**Provided records**

* * *

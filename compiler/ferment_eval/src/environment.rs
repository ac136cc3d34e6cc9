//! Variable bindings: a stack of call frames, each a stack of block scopes.
//!
//! Lookup scans the current frame's scopes innermost first and never
//! crosses into the caller's frame.

use rustc_hash::FxHashMap;

use ferment_ir::Name;

use crate::types::Type;
use crate::value::{Thunk, Value};

/// Error returned by [`Environment::reassign`].
#[derive(Clone, Copy, Debug, PartialEq, Eq)]
pub enum AssignError {
    /// No binding with that name in the current frame.
    Undefined,
}

/// A variable binding.
#[derive(Clone, Debug)]
struct Binding {
    value: Value,
    /// Declared type, `None` for an untyped `var`.
    ty: Option<Type>,
}

/// One block's bindings.
#[derive(Clone, Debug, Default)]
struct Scope {
    bindings: FxHashMap<Name, Binding>,
}

/// Scopes of one function activation.
#[derive(Clone, Debug, Default)]
struct Frame {
    scopes: Vec<Scope>,
}

impl Frame {
    fn find(&self, name: Name) -> Option<&Binding> {
        self.scopes
            .iter()
            .rev()
            .find_map(|scope| scope.bindings.get(&name))
    }

    fn find_mut(&mut self, name: Name) -> Option<&mut Binding> {
        self.scopes
            .iter_mut()
            .rev()
            .find_map(|scope| scope.bindings.get_mut(&name))
    }
}

/// Environment for the interpreter.
#[derive(Debug, Default)]
pub struct Environment {
    frames: Vec<Frame>,
}

impl Environment {
    pub fn new() -> Self {
        Self::default()
    }

    /// Number of live call frames.
    pub fn depth(&self) -> usize {
        self.frames.len()
    }

    /// Enter a function: a new frame holding one (parameter) scope.
    pub fn push_frame(&mut self) {
        self.frames.push(Frame {
            scopes: vec![Scope::default()],
        });
    }

    pub fn pop_frame(&mut self) {
        self.frames.pop();
    }

    /// Enter a block within the current frame.
    pub fn push_scope(&mut self) {
        if let Some(frame) = self.frames.last_mut() {
            frame.scopes.push(Scope::default());
        }
    }

    pub fn pop_scope(&mut self) {
        if let Some(frame) = self.frames.last_mut() {
            frame.scopes.pop();
        }
    }

    /// Declare `name` in the innermost scope.
    ///
    /// Returns `false` (leaving the existing binding untouched) if the name
    /// is already declared in that same scope.
    pub fn declare(&mut self, name: Name, value: Value, ty: Option<Type>) -> bool {
        let Some(scope) = self.frames.last_mut().and_then(|f| f.scopes.last_mut()) else {
            return false;
        };
        if scope.bindings.contains_key(&name) {
            return false;
        }
        scope.bindings.insert(name, Binding { value, ty });
        true
    }

    /// Value bound to `name` in the current frame.
    pub fn lookup(&self, name: Name) -> Option<Value> {
        self.frames
            .last()
            .and_then(|frame| frame.find(name))
            .map(|binding| binding.value.clone())
    }

    /// Declared type of `name`: `None` if unbound, `Some(None)` if untyped.
    pub fn declared_type(&self, name: Name) -> Option<Option<Type>> {
        self.frames
            .last()
            .and_then(|frame| frame.find(name))
            .map(|binding| binding.ty)
    }

    /// Replace the value of the innermost binding of `name`.
    pub fn reassign(&mut self, name: Name, value: Value) -> Result<(), AssignError> {
        let binding = self
            .frames
            .last_mut()
            .and_then(|frame| frame.find_mut(name))
            .ok_or(AssignError::Undefined)?;
        binding.value = value;
        Ok(())
    }

    /// Replace a forced thunk with its value.
    ///
    /// Only writes if the binding still holds that same thunk.
    pub fn memoize(&mut self, name: Name, thunk: &Thunk, value: Value) {
        if let Some(binding) = self.frames.last_mut().and_then(|f| f.find_mut(name)) {
            if matches!(&binding.value, Value::Thunk(t) if t.ptr_eq(thunk)) {
                binding.value = value;
            }
        }
    }
}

* * *

**What to work on**
Please write out the records above once more, exactly and completely.

**Response to this task**
filename compiler/ferment_eval/src/environment.rs
repository ac136cc3d34e6cc9
//! Variable bindings: a stack of call frames, each a stack of block scopes.
//!
//! Lookup scans the current frame's scopes innermost first and never
//! crosses into the caller's frame.

use rustc_hash::FxHashMap;

use ferment_ir::Name;

use crate::types::Type;
use crate::value::{Thunk, Value};

/// Error returned by [`Environment::reassign`].
#[derive(Clone, Copy, Debug, PartialEq, Eq)]
pub enum AssignError {
    /// No binding with that name in the current frame.
    Undefined,
}

/// A variable binding.
#[derive(Clone, Debug)]
struct Binding {
    value: Value,
    /// Declared type, `None` for an untyped `var`.
    ty: Option<Type>,
}

/// One block's bindings.
#[derive(Clone, Debug, Default)]
struct Scope {
    bindings: FxHashMap<Name, Binding>,
}

/// Scopes of one function activation.
#[derive(Clone, Debug, Default)]
struct Frame {
    scopes: Vec<Scope>,
}

impl Frame {
    fn find(&self, name: Name) -> Option<&Binding> {
        self.scopes
            .iter()
            .rev()
            .find_map(|scope| scope.bindings.get(&name))
    }

    fn find_mut(&mut self, name: Name) -> Option<&mut Binding> {
        self.scopes
            .iter_mut()
            .rev()
            .find_map(|scope| scope.bindings.get_mut(&name))
    }
}

/// Environment for the interpreter.
#[derive(Debug, Default)]
pub struct Environment {
    frames: Vec<Frame>,
}

impl Environment {
    pub fn new() -> Self {
        Self::default()
    }

    /// Number of live call frames.
    pub fn depth(&self) -> usize {
        self.frames.len()
    }

    /// Enter a function: a new frame holding one (parameter) scope.
    pub fn push_frame(&mut self) {
        self.frames.push(Frame {
            scopes: vec![Scope::default()],
        });
    }

    pub fn pop_frame(&mut self) {
        self.frames.pop();
    }

    /// Enter a block within the current frame.
    pub fn push_scope(&mut self) {
        if let Some(frame) = self.frames.last_mut() {
            frame.scopes.push(Scope::default());
        }
    }

    pub fn pop_scope(&mut self) {
        if let Some(frame) = self.frames.last_mut() {
            frame.scopes.pop();
        }
    }

    /// Declare `name` in the innermost scope.
    ///
    /// Returns `false` (leaving the existing binding untouched) if the name
    /// is already declared in that same scope.
    pub fn declare(&mut self, name: Name, value: Value, ty: Option<Type>) -> bool {
        let Some(scope) = self.frames.last_mut().and_then(|f| f.scopes.last_mut()) else {
            return false;
        };
        if scope.bindings.contains_key(&name) {
            return false;
        }
        scope.bindings.insert(name, Binding { value, ty });
        true
    }

    /// Value bound to `name` in the current frame.
    pub fn lookup(&self, name: Name) -> Option<Value> {
        self.frames
            .last()
            .and_then(|frame| frame.find(name))
            .map(|binding| binding.value.clone())
    }

    /// Declared type of `name`: `None` if unbound, `Some(None)` if untyped.
    pub fn declared_type(&self, name: Name) -> Option<Option<Type>> {
        self.frames
            .last()
            .and_then(|frame| frame.find(name))
            .map(|binding| binding.ty)
    }

    /// Replace the value of the innermost binding of `name`.
    pub fn reassign(&mut self, name: Name, value: Value) -> Result<(), AssignError> {
        let binding = self
            .frames
            .last_mut()
            .and_then(|frame| frame.find_mut(name))
            .ok_or(AssignError::Undefined)?;
        binding.value = value;
        Ok(())
    }

    /// Replace a forced thunk with its value.
    ///
    /// Only writes if the binding still holds that same thunk.
    pub fn memoize(&mut self, name: Name, thunk: &Thunk, value: Value) {
        if let Some(binding) = self.frames.last_mut().and_then(|f| f.find_mut(name)) {
            if matches!(&binding.value, Value::Thunk(t) if t.ptr_eq(thunk)) {
                binding.value = value;
            }
        }
    }
}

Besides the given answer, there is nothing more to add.